== Segment start ==

//! Driven port for the external WhatsApp client.
//!
//! The client owns the protocol session. The domain only asks whether the
//! session is usable, whether an account exists, and asks it to act on a
//! newsletter. Adapters map transport failures into
//! [`WhatsappClientError`] variants so use-cases can classify them.

use async_trait::async_trait;

use crate::domain::Jid;

use super::define_port_error;

/// Authentication state of the external client's session.
#[derive(Debug, Clone, Copy, PartialEq, Eq)]
pub enum SessionState {
    /// No connection to the WhatsApp servers.
    Disconnected,
    /// Connected but no device is paired.
    Connected,
    /// Connected with a paired device.
    LoggedIn,
}

define_port_error! {
    /// Errors raised by WhatsApp client adapters.
    pub enum WhatsappClientError {
        /// The client or the gateway in front of it could not be reached.
        Unavailable => "whatsapp client unavailable: {message}",
        /// The client did not answer in time.
        Timeout => "whatsapp client timed out: {message}",
        /// The client refused the operation.
        Rejected => "whatsapp client rejected the request: {message}",
        /// The client answered with a payload that could not be decoded.
        Decode => "whatsapp client response could not be decoded: {message}",
    }
}

/// Port for the operations the domain needs from the WhatsApp client.
#[cfg_attr(test, mockall::automock)]
#[async_trait]
pub trait WhatsappClient: Send + Sync {
    /// Report whether the session is connected and logged in.
    async fn session_state(&self) -> Result<SessionState, WhatsappClientError>;

    /// Check that `jid` belongs to a registered WhatsApp account.
    async fn is_on_whatsapp(&self, jid: &Jid) -> Result<bool, WhatsappClientError>;

    /// Stop following the newsletter addressed by `jid`.
    async fn unfollow_newsletter(&self, jid: &Jid) -> Result<(), WhatsappClientError>;
}

/// In-memory client used when no upstream gateway is configured.
///
/// The session is always logged in, every account exists and unfollowing
/// always succeeds.
#[derive(Debug, Default, Clone, Copy)]
pub struct FixtureWhatsappClient;

#[async_trait]
impl WhatsappClient for FixtureWhatsappClient {
    async fn session_state(&self) -> Result<SessionState, WhatsappClientError> {
        Ok(SessionState::LoggedIn)
    }

    async fn is_on_whatsapp(&self, _jid: &Jid) -> Result<bool, WhatsappClientError> {
        Ok(true)
    }

    async fn unfollow_newsletter(&self, _jid: &Jid) -> Result<(), WhatsappClientError> {
        Ok(())
    }
}
//! OpenAPI documentation configuration.
//!
//! [`ApiDoc`] registers the newsletter and health endpoints, the shared error
//! envelope, and the HTTP basic security scheme guarding `/newsletter`. The
//! document backs Swagger UI in debug builds and is exported by
//! `cargo run --bin openapi-dump`.

use crate::inbound::http::health::{HealthPhase, HealthReport};
use crate::inbound::http::newsletter::{SuccessResponse, UnfollowNewsletterRequest};
use crate::inbound::http::schemas::{ErrorCodeSchema, ErrorSchema};
use utoipa::openapi::security::{Http, HttpAuthScheme, SecurityScheme};
use utoipa::{Modify, OpenApi};

/// Enrich the generated document with the basic-auth security scheme.
struct SecurityAddon;

impl Modify for SecurityAddon {
    fn modify(&self, openapi: &mut utoipa::openapi::OpenApi) {
        let components = openapi
            .components
            .get_or_insert_with(utoipa::openapi::Components::default);

        components.add_security_scheme(
            "BasicAuth",
            SecurityScheme::Http(Http::new(HttpAuthScheme::Basic)),
        );
    }
}

/// OpenAPI document for the REST API.
#[derive(OpenApi)]
#[openapi(
    modifiers(&SecurityAddon),
    info(
        title = "WhatsApp gateway admin API",
        description = "Newsletter administration on a WhatsApp session, plus health probes."
    ),
    servers(
        (url = "/", description = "Relative to the deployment base URL")
    ),
    security(("BasicAuth" = [])),
    paths(
        crate::inbound::http::newsletter::unfollow_newsletter,
        crate::inbound::http::health::ready,
        crate::inbound::http::health::live,
    ),
    components(schemas(
        UnfollowNewsletterRequest,
        SuccessResponse,
        ErrorSchema,
        ErrorCodeSchema,
        HealthReport,
        HealthPhase
    )),
    tags(
        (name = "newsletter", description = "Newsletter channel subscriptions"),
        (name = "health", description = "Endpoints for health checks")
    )
)]
pub struct ApiDoc;
//! Full request path: HTTP handler, use-case and reqwest adapter against a
//! mock upstream gateway.

use std::sync::Arc;
use std::time::Duration;

use actix_web::http::StatusCode;
use actix_web::{test as actix_test, web};
use httpmock::Method::{GET, POST};
use httpmock::MockServer;
use serde_json::{Value, json};
use url::Url;
use wa_gateway::domain::ResolutionPolicy;
use wa_gateway::inbound::http::basic_auth::BasicAuthCredentials;
use wa_gateway::inbound::http::health::HealthState;
use wa_gateway::outbound::whatsapp::GatewayWhatsappClient;
use wa_gateway::server::{AppDependencies, build_app, build_http_state};

async fn unfollow_via(server: &MockServer, newsletter_id: &str) -> (StatusCode, Value) {
    let base_url = Url::parse(&server.base_url()).expect("mock url");
    let client = GatewayWhatsappClient::new(base_url, Duration::from_secs(5)).expect("client");
    let http_state = build_http_state(Arc::new(client), ResolutionPolicy::default());
    let app = actix_test::init_service(build_app(AppDependencies {
        health_state: web::Data::new(HealthState::new()),
        http_state: web::Data::new(http_state),
        basic_auth: BasicAuthCredentials::default(),
    }))
    .await;

    let request = actix_test::TestRequest::post()
        .uri("/newsletter/unfollow")
        .set_json(json!({ "newsletter_id": newsletter_id }))
        .to_request();
    let response = actix_test::call_service(&app, request).await;
    let status = response.status();
    (status, actix_test::read_body_json(response).await)
}

#[actix_web::test]
async fn unfollow_reaches_upstream_gateway() {
    let server = MockServer::start_async().await;
    let devices = server
        .mock_async(|when, then| {
            when.method(GET).path("/app/devices");
            then.status(200).json_body(json!({
                "code": "SUCCESS",
                "results": [{ "name": "Chrome", "device": "628@s.whatsapp.net" }],
            }));
        })
        .await;
    let unfollow = server
        .mock_async(|when, then| {
            when.method(POST)
                .path("/newsletter/unfollow")
                .json_body(json!({ "newsletter_id": "120363025246125486@newsletter" }));
            then.status(200)
                .json_body(json!({ "code": "SUCCESS", "results": null }));
        })
        .await;

    let (status, body) = unfollow_via(&server, " 120363025246125486@newsletter ").await;

    assert_eq!(status, StatusCode::OK);
    assert_eq!(body["code"], json!("SUCCESS"));
    devices.assert_async().await;
    unfollow.assert_async().await;
}

#[actix_web::test]
async fn unpaired_gateway_never_receives_unfollow() {
    let server = MockServer::start_async().await;
    server
        .mock_async(|when, then| {
            when.method(GET).path("/app/devices");
            then.status(200).json_body(json!({ "code": "SUCCESS", "results": [] }));
        })
        .await;
    let unfollow = server
        .mock_async(|when, then| {
            when.method(POST).path("/newsletter/unfollow");
            then.status(200).json_body(json!({ "code": "SUCCESS" }));
        })
        .await;

    let (status, body) = unfollow_via(&server, "120363@newsletter").await;

    assert_eq!(status, StatusCode::SERVICE_UNAVAILABLE);
    assert_eq!(body["code"], json!("service_unavailable"));
    unfollow.assert_hits_async(0).await;
}

#[actix_web::test]
async fn upstream_failure_is_redacted() {
    let server = MockServer::start_async().await;
    server
        .mock_async(|when, then| {
            when.method(GET).path("/app/devices");
            then.status(200).json_body(json!({ "results": [{}] }));
        })
        .await;
    server
        .mock_async(|when, then| {
            when.method(POST).path("/newsletter/unfollow");
            then.status(200).body("<html>not json</html>");
        })
        .await;

    let (status, body) = unfollow_via(&server, "120363@newsletter").await;

    assert_eq!(status, StatusCode::INTERNAL_SERVER_ERROR);
    assert_eq!(body["message"], json!("Internal server error"));
}
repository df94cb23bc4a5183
//! Newsletter API handlers.
//!
//! ```text
//! POST /newsletter/unfollow {"newsletter_id":"120363025246125486@newsletter"}
//! ```

use actix_web::{post, web};
use serde::{Deserialize, Serialize};
use tracing::info;
use utoipa::ToSchema;

use crate::domain::{Error, UnfollowRequest};
use crate::inbound::http::ApiResult;
use crate::inbound::http::schemas::ErrorSchema;
use crate::inbound::http::state::HttpState;

/// Request body for `POST /newsletter/unfollow`.
///
/// A missing `newsletter_id` decodes as empty and is rejected by validation,
/// so clients get the same error for `{}` and `{"newsletter_id":""}`.
#[derive(Debug, Deserialize, Serialize, ToSchema)]
pub struct UnfollowNewsletterRequest {
    #[serde(default)]
    #[schema(example = "120363025246125486@newsletter")]
    pub newsletter_id: String,
}

impl From<UnfollowNewsletterRequest> for UnfollowRequest {
    fn from(value: UnfollowNewsletterRequest) -> Self {
        UnfollowRequest::new(value.newsletter_id)
    }
}

/// Success envelope shared with the upstream gateway.
#[derive(Debug, Deserialize, Serialize, ToSchema)]
pub struct SuccessResponse {
    #[schema(example = "SUCCESS")]
    pub code: String,
    #[schema(example = "Success unfollow newsletter")]
    pub message: String,
}

impl SuccessResponse {
    fn new(message: impl Into<String>) -> Self {
        Self {
            code: "SUCCESS".to_owned(),
            message: message.into(),
        }
    }
}

/// Stop following a newsletter channel on the connected session.
#[utoipa::path(
    post,
    path = "/newsletter/unfollow",
    request_body = UnfollowNewsletterRequest,
    responses(
        (status = 200, description = "Newsletter unfollowed", body = SuccessResponse),
        (status = 400, description = "Invalid newsletter identifier", body = ErrorSchema),
        (status = 401, description = "Missing or wrong basic credentials", body = ErrorSchema),
        (status = 409, description = "WhatsApp refused the operation", body = ErrorSchema),
        (status = 503, description = "WhatsApp session unavailable", body = ErrorSchema),
        (status = 500, description = "Internal server error", body = ErrorSchema)
    ),
    tags = ["newsletter"],
    operation_id = "unfollowNewsletter"
)]
#[post("/unfollow")]
pub async fn unfollow_newsletter(
    state: web::Data<HttpState>,
    payload: web::Json<UnfollowNewsletterRequest>,
) -> ApiResult<web::Json<SuccessResponse>> {
    let request = UnfollowRequest::from(payload.into_inner());
    state
        .newsletters
        .unfollow(request.clone())
        .await
        .map_err(Error::from)?;
    info!(newsletter_id = %request.newsletter_id, "unfollow request served");
    Ok(web::Json(SuccessResponse::new("Success unfollow newsletter")))
}
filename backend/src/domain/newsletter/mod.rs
//! Newsletter use-case types.
//!
//! Purpose: carry the unfollow request from inbound adapters to the service
//! and describe every way the use-case can fail. Each failure class keeps
//! the original error value so callers can match on it exactly.

mod validation;

use serde_json::json;
use thiserror::Error;

use super::jid_resolution::JidResolutionError;
use super::ports::WhatsappClientError;
use super::Error;

pub use validation::{NewsletterValidationError, validate_unfollow_newsletter};

/// Request to stop following a newsletter channel.
///
/// The identifier is opaque at this layer; only its presence is checked.
///
/// # Examples
/// ```
/// use wa_gateway::domain::UnfollowRequest;
///
/// let request = UnfollowRequest::new("120363025246125486@newsletter");
/// assert_eq!(request.newsletter_id, "120363025246125486@newsletter");
/// ```
#[derive(Debug, Clone, Default, PartialEq, Eq)]
pub struct UnfollowRequest {
    pub newsletter_id: String,
}

impl UnfollowRequest {
    pub fn new(newsletter_id: impl Into<String>) -> Self {
        Self {
            newsletter_id: newsletter_id.into(),
        }
    }
}

/// Failures of the unfollow use-case.
#[derive(Debug, Clone, PartialEq, Eq, Error)]
pub enum UnfollowNewsletterError {
    /// The request failed validation; the client was not contacted.
    #[error(transparent)]
    Validation(#[from] NewsletterValidationError),
    /// The identifier could not be resolved on the current session.
    #[error(transparent)]
    Resolution(#[from] JidResolutionError),
    /// The client failed while unfollowing.
    #[error(transparent)]
    Client(#[from] WhatsappClientError),
}

fn client_error_to_domain(error: &WhatsappClientError) -> Error {
    match error {
        WhatsappClientError::Unavailable { .. } | WhatsappClientError::Timeout { .. } => {
            Error::service_unavailable(error.to_string())
        }
        WhatsappClientError::Rejected { .. } => Error::conflict(error.to_string()),
        WhatsappClientError::Decode { .. } => Error::internal(error.to_string()),
    }
}

fn resolution_error_to_domain(error: &JidResolutionError) -> Error {
    match error {
        JidResolutionError::NotConnected | JidResolutionError::NotLoggedIn => {
            Error::service_unavailable(error.to_string())
        }
        JidResolutionError::InvalidJid(_) => Error::invalid_request(error.to_string())
            .with_details(json!({ "field": "newsletter_id", "code": "invalid_jid" })),
        JidResolutionError::NotOnWhatsapp { .. } => Error::invalid_request(error.to_string())
            .with_details(json!({ "field": "newsletter_id", "code": "not_on_whatsapp" })),
        JidResolutionError::Session(inner) | JidResolutionError::AccountCheck(inner) => {
            client_error_to_domain(inner)
        }
    }
}

impl From<UnfollowNewsletterError> for Error {
    fn from(value: UnfollowNewsletterError) -> Self {
        match &value {
            UnfollowNewsletterError::Validation(err) => err.to_domain_error(),
            UnfollowNewsletterError::Resolution(err) => resolution_error_to_domain(err),
            UnfollowNewsletterError::Client(err) => client_error_to_domain(err),
        }
    }
}
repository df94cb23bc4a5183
//! Inbound adapters that translate external requests into domain service
//! calls while keeping framework details at the edge.
//!
//! HTTP handlers live under [`http`].

pub mod http;
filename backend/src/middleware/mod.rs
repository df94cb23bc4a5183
//! Request middleware.
//!
//! Purpose: request lifecycle concerns shared by every route, currently the
//! per-request trace identifier.

pub mod trace;

pub use trace::Trace;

== Segment end ==

▶ **REQUIRED ACTION**: All lines with the word "bool" must be located in the data and copied.

▶ **ANSWER SPACE**:
    async fn is_on_whatsapp(&self, jid: &Jid) -> Result<bool, WhatsappClientError>;
    async fn is_on_whatsapp(&self, _jid: &Jid) -> Result<bool, WhatsappClientError> {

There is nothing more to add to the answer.